To correct this, one possibility is to replace your AssignedToUsers table with one that contains all the UserGUID values from the TotalCounts table.
FullAssignedToUsers =
ADDCOLUMNS(VALUES(TotalCounts[UserGUID]),
"AssignedToUser",
LOOKUPVALUE(AssignedToUsers[AssignedToUser],
AssignedToUsers[UserGUID], TotalCounts[UserGUID]))
The should get you the full outer join. You can then create the custom column like you described in the table and use that column in your visual.
You'll probably want to break the relationships with the original AssignedToUsers table and create relationships with the new one instead.
If you don't want to take that extra step, you can do an ISBLANK inside your new table formula.
FullAssignedToUsers =
ADDCOLUMNS(VALUES(TotalCounts[UserGUID]),
"AssignedToUser",
IF(
ISBLANK(
LOOKUPVALUE(AssignedToUsers[AssignedToUser],
AssignedToUsers[UserGUID], TotalCounts[UserGUID])),
"POOL",
LOOKUPVALUE(AssignedToUsers[AssignedToUser],
AssignedToUsers[UserGUID], TotalCounts[UserGUID])))
Note: This is equivalent to doing a right outer join merge on the AssignedToUsers table in the query editor and then replacing the nulls with "POOL". I'd actually recommend approaching it that way instead.
Another way to approach it is to pull the AssignedToUser column over to the TotalCounts table in a custom column and use that column in your visual instead.
AssignedToUsers =
IF(ISBLANK(RELATED(AssignedToUsers[AssignedToUser])),
"POOL",
RELATED(AssignedToUsers[AssignedToUser]))
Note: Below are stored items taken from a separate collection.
// Subtitle formats
//
// - srt: SubRip compose / parse, the working format of the pipeline
// - vtt: WebVTT compose and SubRip conversion, the format served to browsers

pub mod srt;
pub mod vtt;

use std::path::Path;
use std::time::Duration;
use serde::{Deserialize, Serialize};
use tokio::fs;
use tracing::info;

use crate::error::{Result, SubtitlerError};
use crate::transcribe::Transcription;

/// One timed line of text
#[derive(Debug, Clone, PartialEq, Eq, Serialize, Deserialize)]
pub struct SubtitleEntry {
    pub index: u64,
    pub start: Duration,
    pub end: Duration,
    pub text: String,
}

impl SubtitleEntry {
    pub fn new(index: u64, start: Duration, end: Duration, text: impl Into<String>) -> Self {
        Self {
            index,
            start,
            end,
            text: text.into(),
        }
    }

    /// Same timing and index, different text
    pub fn with_text(&self, text: impl Into<String>) -> Self {
        Self {
            text: text.into(),
            ..self.clone()
        }
    }

    /// Build the entry sequence for a transcription, numbered from 1
    pub fn from_transcription(transcription: &Transcription) -> Vec<Self> {
        transcription
            .segments
            .iter()
            .enumerate()
            .map(|(i, segment)| Self {
                index: i as u64 + 1,
                start: seconds_to_duration(segment.start),
                end: seconds_to_duration(segment.end),
                text: segment.text.trim().to_string(),
            })
            .collect()
    }
}

/// Negative and non-finite offsets collapse to zero
fn seconds_to_duration(seconds: f64) -> Duration {
    Duration::try_from_secs_f64(seconds).unwrap_or_default()
}

/// Format a duration as `HH:MM:SS<sep>mmm`
pub(crate) fn format_timestamp(time: Duration, separator: char) -> String {
    let total_milliseconds = time.as_millis();
    let hours = total_milliseconds / 3_600_000;
    let minutes = (total_milliseconds % 3_600_000) / 60_000;
    let secs = (total_milliseconds % 60_000) / 1_000;
    let millis = total_milliseconds % 1_000;

    format!("{:02}:{:02}:{:02}{}{:03}", hours, minutes, secs, separator, millis)
}

/// Parse `HH:MM:SS,mmm`, `HH:MM:SS.mmm` or `MM:SS.mmm`
pub(crate) fn parse_timestamp(value: &str) -> Result<Duration> {
    let invalid = || SubtitlerError::Subtitle(format!("Invalid timestamp '{}'", value));

    let (clock, fraction) = value
        .trim()
        .split_once([',', '.'])
        .ok_or_else(invalid)?;

    let parts = clock
        .split(':')
        .map(|p| p.parse::<u64>().map_err(|_| invalid()))
        .collect::<Result<Vec<_>>>()?;

    let (hours, minutes, seconds) = match parts.as_slice() {
        [h, m, s] => (*h, *m, *s),
        [m, s] => (0, *m, *s),
        _ => return Err(invalid()),
    };
    if minutes >= 60 || seconds >= 60 {
        return Err(invalid());
    }

    if fraction.is_empty() || !fraction.chars().all(|c| c.is_ascii_digit()) {
        return Err(invalid());
    }
    // Scale to milliseconds regardless of how many digits were written
    let digits: String = fraction.chars().chain("000".chars()).take(3).collect();
    let millis: u64 = digits.parse().map_err(|_| invalid())?;

    let total = hours
        .checked_mul(3_600)
        .and_then(|s| s.checked_add(minutes * 60 + seconds))
        .and_then(|s| s.checked_mul(1_000))
        .and_then(|ms| ms.checked_add(millis))
        .ok_or_else(invalid)?;

    Ok(Duration::from_millis(total))
}

/// Compose `entries` as SubRip into `srt_path`, then convert that text to WebVTT into `vtt_path`
pub async fn write_subtitle_pair(
    entries: &[SubtitleEntry],
    srt_path: &Path,
    vtt_path: &Path,
) -> Result<()> {
    info!("Writing {} subtitle entries to {}", entries.len(), srt_path.display());

    let srt_content = srt::compose(entries);
    fs::write(srt_path, &srt_content).await?;

    let vtt_content = vtt::from_srt(&srt_content)?;
    fs::write(vtt_path, vtt_content).await?;

    info!("WebVTT written to {}", vtt_path.display());
    Ok(())
}

/// Read and parse a SubRip file
pub async fn read_srt(path: &Path) -> Result<Vec<SubtitleEntry>> {
    if !fs::try_exists(path).await? {
        return Err(SubtitlerError::FileNotFound(path.display().to_string()));
    }
    let content = fs::read_to_string(path).await?;
    srt::parse(&content)
}

#[cfg(test)]
mod tests {
    use super::*;
    use crate::transcribe::TranscriptSegment;

    #[test]
    fn test_format_timestamp() {
        assert_eq!(format_timestamp(Duration::ZERO, ','), "00:00:00,000");
        assert_eq!(format_timestamp(Duration::from_millis(65_123), ','), "00:01:05,123");
        assert_eq!(format_timestamp(Duration::from_millis(3_661_500), '.'), "01:01:01.500");
    }

    #[test]
    fn test_parse_timestamp_variants() {
        assert_eq!(parse_timestamp("00:01:05,123").unwrap(), Duration::from_millis(65_123));
        assert_eq!(parse_timestamp("01:01:01.5").unwrap(), Duration::from_millis(3_661_500));
        assert_eq!(parse_timestamp("02:03.040").unwrap(), Duration::from_millis(123_040));
        assert!(parse_timestamp("00:61:00,000").is_err());
        assert!(parse_timestamp("00:00:01").is_err());
        assert!(parse_timestamp("aa:00:01,000").is_err());
        assert!(matches!(
            parse_timestamp("99999999999999999:00:00,000"),
            Err(SubtitlerError::Subtitle(_))
        ));
        assert_eq!(
            parse_timestamp("1000:00:00,000").unwrap(),
            Duration::from_secs(3_600_000)
        );
    }

    #[test]
    fn test_from_transcription_numbers_and_trims() {
        let transcription = Transcription {
            language: Some("en".to_string()),
            segments: vec![
                TranscriptSegment { start: 0.0, end: 1.5, text: "  Hello there. ".to_string() },
                TranscriptSegment { start: 1.5, end: 3.25, text: "General Kenobi!".to_string() },
                TranscriptSegment { start: -0.2, end: f64::NAN, text: "odd".to_string() },
            ],
        };

        let entries = SubtitleEntry::from_transcription(&transcription);

        assert_eq!(entries.len(), 3);
        assert_eq!(entries.iter().map(|e| e.index).collect::<Vec<_>>(), vec![1, 2, 3]);
        assert_eq!(entries[0].text, "Hello there.");
        assert_eq!(entries[1].start, Duration::from_millis(1_500));
        assert_eq!(entries[1].end, Duration::from_millis(3_250));
        assert_eq!(entries[2].start, Duration::ZERO);
        assert_eq!(entries[2].end, Duration::ZERO);
    }

    #[tokio::test]
    async fn test_write_pair_then_read_back() {
        let dir = tempfile::tempdir().unwrap();
        let srt_path = dir.path().join("clip.srt");
        let vtt_path = dir.path().join("clip.vtt");
        let entries = vec![
            SubtitleEntry::new(1, Duration::ZERO, Duration::from_secs(2), "first"),
            SubtitleEntry::new(2, Duration::from_secs(2), Duration::from_secs(4), "second"),
        ];

        write_subtitle_pair(&entries, &srt_path, &vtt_path).await.unwrap();

        assert_eq!(read_srt(&srt_path).await.unwrap(), entries);
        let vtt = std::fs::read_to_string(&vtt_path).unwrap();
        assert!(vtt.starts_with("WEBVTT\n\n"));
        assert!(vtt.contains("00:00:02.000 --> 00:00:04.000\nsecond"));
    }

    #[tokio::test]
    async fn test_read_missing_srt() {
        let dir = tempfile::tempdir().unwrap();
        let err = read_srt(&dir.path().join("nope.srt")).await.unwrap_err();
        assert!(matches!(err, SubtitlerError::FileNotFound(_)));
    }
}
This is equivalent to doing a left outer join merge on the TotalCounts table in the query editor, expanding the AssignedToUser column, then replacing nulls with "POOL" in that column.
In Dax missing values are Blank() not null. Try this:
=IF(
ISBLANK(AssignedToUsers[AssignedToUser]),
"Pool",
AssignedToUsers[AssignedToUser]
)